Siebken was one of the original members of the Leibstandarte SS Adolf Hitler (LSSAH). He took part in the invasion of Poland in 1939 and went on to serve on the Eastern Front. In 1944, Seibken commanded the 2nd Battalion, 26th SS Panzer Grenadier Regiment and later the 25th SS Panzer Grenadier Regiment; both with the SS Division Hitlerjugend.
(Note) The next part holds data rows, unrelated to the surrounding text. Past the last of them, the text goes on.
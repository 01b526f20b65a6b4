//! Google Gemini API implementation.
//!
//! This module provides a client for the Google Gemini API with support for:
//! - Per-request model selection (different requests can use different models)
//! - Client pooling with lazy initialization (one client per model)
//! - Thread-safe concurrent access
//!
//! # Example
//!
//! ```no_run
//! use fellini_models::GeminiClient;
//! use fellini_core::GenerateRequest;
//! use fellini_interface::FelliniDriver;
//!
//! # #[tokio::main]
//! # async fn main() -> Result<(), Box<dyn std::error::Error>> {
//! let client = GeminiClient::new()?;
//!
//! let request = GenerateRequest::single_turn(
//!     "You are a professional screenwriter.",
//!     "Write a one-line scene heading.",
//! );
//! let response = client.generate(&request).await?;
//! println!("{}", response.text);
//! # Ok(())
//! # }
//! ```

use async_trait::async_trait;
use std::collections::HashMap;
use std::env;
use std::sync::{Arc, Mutex};
use tracing::instrument;

use gemini_rust::{Gemini, client::Model};

use fellini_core::{GenerateRequest, GenerateResponse, Role};
use fellini_error::{FelliniResult, ProviderError, ProviderErrorKind};
use fellini_interface::FelliniDriver;

use super::GeminiResult;

/// Client for the Google Gemini API with per-model client pooling.
///
/// The client maintains a cache of model-specific Gemini clients, created
/// lazily on first use for each model. When a request specifies a model
/// (via `GenerateRequest.model`), the pool either returns the existing
/// client for that model or creates one on demand.
///
/// There is no retry and no rate limiting here: the pipeline issues one
/// request at a time and a failed call aborts the run.
pub struct GeminiClient {
    /// Cache of model-specific clients
    clients: Arc<Mutex<HashMap<String, Gemini>>>,
    /// API key for creating new clients
    api_key: String,
    /// Default model name when req.model is None
    model_name: String,
}

impl std::fmt::Debug for GeminiClient {
    fn fmt(&self, f: &mut std::fmt::Formatter<'_>) -> std::fmt::Result {
        let client_count = self.clients.lock().unwrap().len();
        f.debug_struct("GeminiClient")
            .field("model_name", &self.model_name)
            .field("cached_clients", &client_count)
            .finish_non_exhaustive()
    }
}

impl GeminiClient {
    /// Create a new Gemini client.
    ///
    /// Reads the API key from the `GEMINI_API_KEY` environment variable.
    /// Defaults to the Gemini 2.0 Flash Lite model.
    #[instrument(name = "gemini_client_new")]
    pub fn new() -> FelliniResult<Self> {
        Self::with_default_model("gemini-2.0-flash-lite")
    }

    /// Create a new Gemini client with an explicit default model.
    ///
    /// Individual requests can still override the model via
    /// `GenerateRequest.model`.
    #[instrument(name = "gemini_client_with_default_model", skip(model))]
    pub fn with_default_model(model: impl Into<String>) -> FelliniResult<Self> {
        let api_key = env::var("GEMINI_API_KEY")
            .map_err(|_| ProviderError::new(ProviderErrorKind::MissingApiKey))?;

        Ok(Self {
            clients: Arc::new(Mutex::new(HashMap::new())),
            api_key,
            model_name: model.into(),
        })
    }

    /// Convert a model name string to a gemini-rust Model enum variant.
    ///
    /// Maps common model name strings to their corresponding Model enum
    /// variants. Uses Model::Custom for unrecognized model names,
    /// automatically adding the "models/" prefix required by the Gemini API.
    fn model_name_to_enum(name: &str) -> Model {
        match name {
            "gemini-2.5-flash" => Model::Gemini25Flash,
            "gemini-2.5-flash-lite" => Model::Gemini25FlashLite,
            "gemini-2.5-pro" => Model::Gemini25Pro,
            other => {
                if other.starts_with("models/") {
                    Model::Custom(other.to_string())
                } else {
                    Model::Custom(format!("models/{}", other))
                }
            }
        }
    }

    /// Get or lazily create the pooled client for a model.
    fn client_for(&self, model_name: &str) -> GeminiResult<Gemini> {
        let mut clients = self.clients.lock().unwrap();
        if let Some(client) = clients.get(model_name) {
            return Ok(client.clone());
        }

        let client = Gemini::with_model(&self.api_key, Self::model_name_to_enum(model_name))
            .map_err(|e| ProviderError::new(ProviderErrorKind::ClientCreation(e.to_string())))?;
        clients.insert(model_name.to_string(), client.clone());
        Ok(client)
    }

    /// Internal generate method that returns provider-specific errors.
    async fn generate_internal(&self, req: &GenerateRequest) -> GeminiResult<GenerateResponse> {
        let model_name = req.model.as_deref().unwrap_or(&self.model_name);
        let client = self.client_for(model_name)?;

        let mut builder = client.generate_content();
        let mut system_prompt = None;

        for msg in &req.messages {
            match msg.role {
                Role::System => {
                    // Gemini uses a separate system prompt
                    system_prompt = Some(msg.content.clone());
                }
                Role::User => {
                    builder = builder.with_user_message(&msg.content);
                }
                Role::Assistant => {
                    builder = builder.with_model_message(&msg.content);
                }
            }
        }

        if let Some(prompt) = system_prompt {
            builder = builder.with_system_prompt(&prompt);
        }

        if let Some(temp) = req.temperature {
            builder = builder.with_temperature(temp);
        }

        if let Some(max_tokens) = req.max_tokens {
            builder = builder.with_max_output_tokens(max_tokens as i32);
        }

        let response = builder.execute().await.map_err(Self::parse_gemini_error)?;

        Ok(GenerateResponse {
            text: response.text(),
        })
    }

    /// Parse gemini-rust errors to extract HTTP status codes.
    ///
    /// Converts generic API error strings into structured ProviderError
    /// with HTTP status codes when available.
    fn parse_gemini_error(err: impl std::fmt::Display) -> ProviderError {
        let err_msg = err.to_string();

        if let Some(status_code) = Self::extract_status_code(&err_msg) {
            ProviderError::new(ProviderErrorKind::HttpError {
                status_code,
                message: err_msg,
            })
        } else {
            ProviderError::new(ProviderErrorKind::ApiRequest(err_msg))
        }
    }

    /// Extract HTTP status code from error message string.
    ///
    /// Parses strings like "bad response from server; code 503; description: ..."
    /// and extracts the numeric status code.
    fn extract_status_code(error_msg: &str) -> Option<u16> {
        if let Some(code_start) = error_msg.find("code ") {
            let code_str = &error_msg[code_start + 5..];
            if let Some(end) = code_str.find(|c: char| !c.is_numeric()) {
                return code_str[..end].parse().ok();
            }
        }
        None
    }
}

#[async_trait]
impl FelliniDriver for GeminiClient {
    async fn generate(&self, req: &GenerateRequest) -> FelliniResult<GenerateResponse> {
        self.generate_internal(req).await.map_err(Into::into)
    }

    fn provider_name(&self) -> &'static str {
        "gemini"
    }

    fn model_name(&self) -> &str {
        &self.model_name
    }
}

#[cfg(test)]
mod tests {
    use super::*;

    #[test]
    fn status_code_extraction() {
        assert_eq!(
            GeminiClient::extract_status_code("bad response from server; code 503; description"),
            Some(503)
        );
        assert_eq!(GeminiClient::extract_status_code("connection refused"), None);
    }

    #[test]
    fn custom_models_get_prefixed() {
        assert!(matches!(
            GeminiClient::model_name_to_enum("gemini-2.0-flash"),
            Model::Custom(name) if name == "models/gemini-2.0-flash"
        ));
        assert!(matches!(
            GeminiClient::model_name_to_enum("models/gemini-2.0-flash"),
            Model::Custom(name) if name == "models/gemini-2.0-flash"
        ));
    }
}
//! Role types for conversation participants.

use serde::{Deserialize, Serialize};

/// The role of a message sender in a generation request.
///
/// # Examples
///
/// ```
/// use fellini_core::Role;
///
/// let system = Role::System;
/// let user = Role::User;
/// assert_ne!(system, user);
///
/// // Display implementation
/// assert_eq!(format!("{}", Role::System), "System");
/// ```
#[derive(
    Debug,
    Clone,
    Copy,
    PartialEq,
    Eq,
    PartialOrd,
    Ord,
    Hash,
    Serialize,
    Deserialize,
    derive_more::Display,
)]
pub enum Role {
    /// System messages carry the fixed stage instruction
    System,
    /// User messages carry the per-call instruction and context
    User,
    /// Assistant messages are from the model
    Assistant,
}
Siebken was awarded the Knight's Cross of the Iron Cross on 17 April 1945.

After the end of the war, he stood trial for war crimes related to his activities while in command of the 2nd Battalion, 26th Panzer Grenadier Regiment of the LSSAH. He was found guilty in the shootings of Canadian prisoners of war from the Queen's Own Rifles during the Battle of Le Mesnil-Patry and hanged on 20 January 1949.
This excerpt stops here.